洋館住宅改修工事

昭和4年完成のお家の復元再生です。

神戸市須磨区にある昭和4年築の洋館の改修と修復の設計にとりかかりました
 
神戸大学工学部の前身、国立神戸工業高等学校建築学科で教授をされていた方の設計だそうです
和室もある、和洋折衷の間取りと外観の構成です
外壁は「ドイツ壁」と言われる、左官屋さんが、ササラで色モルタルを飛ばして吹きつけ、小さなコテで抑えるという、昭和初期にみられた工法を使われていました。
 
施主様のお母様=設計された教授の娘さんが、「お父様の教えていた学校の生徒さんに」とおっしゃっていただいたそうで、私のところへの依頼。ご縁ですね。
 
設計された教授の御写真も拝見し・・・・責任重大のお仕事がスタートです。
 
昭和40年代のリフォーム工事で少し雰囲気が変わってしまっている部分もありましたが、

 

残っていた天井の意匠を再現し、壁は創建当時の雰囲気の漆喰塗料塗りに。

外装検討用模型と 内装検討用に模型を製作し、試行錯誤を重ねながらようやく完成です。

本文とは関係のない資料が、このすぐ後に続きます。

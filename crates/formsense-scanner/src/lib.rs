/// The FormSense page runtime.
/// Injected into browser contexts by bridges; exposes `window.FormSense.process`.
pub const RUNTIME_JS: &str = include_str!("runtime.js");
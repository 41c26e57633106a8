//! Human-readable label text for a form control.

use crate::classify::is_form_control;
use crate::dom::{Dom, collapse_whitespace};
use formsense_common::protocol::{NodeId, SnapshotNode};

/// Resolve the label of a control. First non-empty source wins:
/// 1. `<label for=id>`
/// 2. enclosing `<label>`, minus the control's own text
/// 3. the parent's other children that are not (and do not hold) controls
/// 4. `aria-label`
/// 5. `aria-labelledby`, joining the referenced elements' text
/// 6. `placeholder`
/// 7. `name`, then `id`
///
/// Returns an empty string for unlabeled controls.
pub fn resolve_label(dom: &Dom, id: NodeId) -> String {
    let Some(node) = dom.node(id) else {
        return String::new();
    };

    [
        label_for(dom, node),
        enclosing_label(dom, node),
        sibling_text(dom, node),
    ]
    .into_iter()
    .find(|text| !text.is_empty())
    .or_else(|| node.non_empty_attr("aria-label").map(collapse_whitespace))
    .or_else(|| labelled_by(dom, node))
    .or_else(|| {
        ["placeholder", "name", "id"]
            .into_iter()
            .filter_map(|attr| node.non_empty_attr(attr))
            .map(collapse_whitespace)
            .next()
    })
    .unwrap_or_default()
}

fn labelled_by(dom: &Dom, node: &SnapshotNode) -> Option<String> {
    let ids = node.non_empty_attr("aria-labelledby")?;
    let parts: Vec<String> = ids
        .split_whitespace()
        .filter_map(|id| dom.find_by_attr("id", id))
        .map(|e| dom.text_content(e.id))
        .collect();
    Some(collapse_whitespace(&parts.join(" "))).filter(|text| !text.is_empty())
}

fn label_for(dom: &Dom, node: &SnapshotNode) -> String {
    let Some(control_id) = node.non_empty_attr("id") else {
        return String::new();
    };
    dom.elements()
        .find(|e| e.tag == "label" && e.attr("for") == Some(control_id))
        .map(|label| dom.text(label.id))
        .unwrap_or_default()
}

fn enclosing_label(dom: &Dom, node: &SnapshotNode) -> String {
    let Some(label) = dom.ancestors(node.id).find(|a| a.tag == "label") else {
        return String::new();
    };
    let raw: String = dom
        .descendants(label.id)
        .into_iter()
        .filter(|n| n.is_text() && !dom.contains(node.id, n.id))
        .map(|n| n.text.as_str())
        .collect();
    collapse_whitespace(&raw)
}

fn sibling_text(dom: &Dom, node: &SnapshotNode) -> String {
    let Some(parent) = node.parent else {
        return String::new();
    };
    let parts: Vec<String> = dom
        .children(parent)
        .filter(|c| c.id != node.id)
        .filter(|c| c.is_text() || !holds_control(dom, c))
        .map(|c| dom.text_content(c.id))
        .collect();
    collapse_whitespace(&parts.join(" "))
}

fn holds_control(dom: &Dom, node: &SnapshotNode) -> bool {
    is_form_control(node) || dom.descendants(node.id).into_iter().any(is_form_control)
}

かつてピアノが置かれていたという洋室ではスタンウエインのグランドピアノが置かれる予定です

また、美しい音色と美しい情景がこの家にやってきます。
 
「なんか、とっても素敵になって、おばあちゃんも喜ぶわ~~」と施主様のお褒めの言葉
 
長い間、建築士という仕事をやってきて・・・そろそろ32年目・・・
 
施主様に喜んでいただき、心の底からこちらも「ありがたい~」って言葉が聞こえてくるような
 
とっても楽しいお仕事でした。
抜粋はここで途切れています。